THE DEPARTMENT of Social Protection has said that it has ceased holding community welfare officer clinics in Carrigkerry village due to “very low” use.
Every Wednesday morning for the past decade a community welfare officer has held a half hour clinic at the Carrigkerry community centre. However last week the service was wound up, and locals were told that they would have to travel to clinics in Athea or Newcastle West if needed.
The move is another blow to the rural West Limerick village, which has recently suffered from a steady erosion of services. In May the only petrol station in Carrigkerry closed, leaving the village without a shop for the first time in over 150 years.
In response to a question from the Limerick Leader, the Department of Social Protection issued a statement confirming that the clinic had been “temporarily suspended”.
“The foot fall at the community welfare clinic in Carrigkerry is very low. Three people (or fewer) attend weekly.
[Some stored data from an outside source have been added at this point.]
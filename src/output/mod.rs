//! Output module for reporting on stored crawls
//!
//! This module reads the crawl database back and prints a summary of the
//! most recent crawl for the `--stats` mode of the binary.

pub mod stats;

pub use stats::{load_statistics, print_statistics, CrawlStatistics};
The rural transport serving the area takes residents into the nearby town of Newcastle West where a comprehensive welfare service is provided.
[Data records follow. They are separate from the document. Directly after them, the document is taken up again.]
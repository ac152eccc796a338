use crate::config::VisitSection;
use std::fmt;
use std::time::Duration;
use url::Url;

/// The kinds of action a worker can execute
#[derive(Debug, Clone, Copy, PartialEq, Eq, Hash)]
pub enum ActionKind {
    /// Load the target, then idle on it for the action's sleep period
    Fetch,
}

impl ActionKind {
    pub fn as_str(&self) -> &'static str {
        match self {
            Self::Fetch => "fetch",
        }
    }
}

impl fmt::Display for ActionKind {
    fn fmt(&self, f: &mut fmt::Formatter<'_>) -> fmt::Result {
        f.write_str(self.as_str())
    }
}

/// A single step of a command sequence
#[derive(Debug, Clone, PartialEq, Eq)]
pub struct Action {
    pub kind: ActionKind,
    pub target: Url,
    /// Idle period after the target loads; counts against `timeout`
    pub sleep_after: Duration,
    /// Upper bound on the whole action, load and idle included
    pub timeout: Duration,
}

impl Action {
    /// Creates a fetch action
    pub fn fetch(target: Url, sleep_after: Duration, timeout: Duration) -> Self {
        Self {
            kind: ActionKind::Fetch,
            target,
            sleep_after,
            timeout,
        }
    }
}

/// Template for an action, instantiated against each site
#[derive(Debug, Clone, Copy, PartialEq, Eq)]
pub struct ActionSpec {
    pub kind: ActionKind,
    pub sleep_after: Duration,
    pub timeout: Duration,
}

impl ActionSpec {
    /// Template for a fetch action
    pub fn fetch(sleep_after: Duration, timeout: Duration) -> Self {
        Self {
            kind: ActionKind::Fetch,
            sleep_after,
            timeout,
        }
    }

    /// Instantiates this template against a target URL
    pub fn instantiate(&self, target: &Url) -> Action {
        Action {
            kind: self.kind,
            target: target.clone(),
            sleep_after: self.sleep_after,
            timeout: self.timeout,
        }
    }
}

impl From<&VisitSection> for ActionSpec {
    fn from(section: &VisitSection) -> Self {
        Self::fetch(
            Duration::from_secs(section.sleep_secs),
            Duration::from_secs(section.timeout_secs),
        )
    }
}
“On this basis, the community welfare service in Carrigkerry has been temporarily suspended. Social welfare and other business must be conducted in other nearby towns, in any event, as there is no shop or post office in Carrigkerry.”
The statement added that provisions have been put in place to transport locals who cannot avail of public transport due to illness or mobility.
Community welfare clinics will still take place as normal in Athea every Wednesday from 11am to midday, and in Newcastle West on Tuesdays.
In February a community information point was opened in the village, which provides information on everything from welfare entitlements to job vacancies. It is a pilot project by West Limerick Resources and the Carrigkerry-Old Mill Development Association.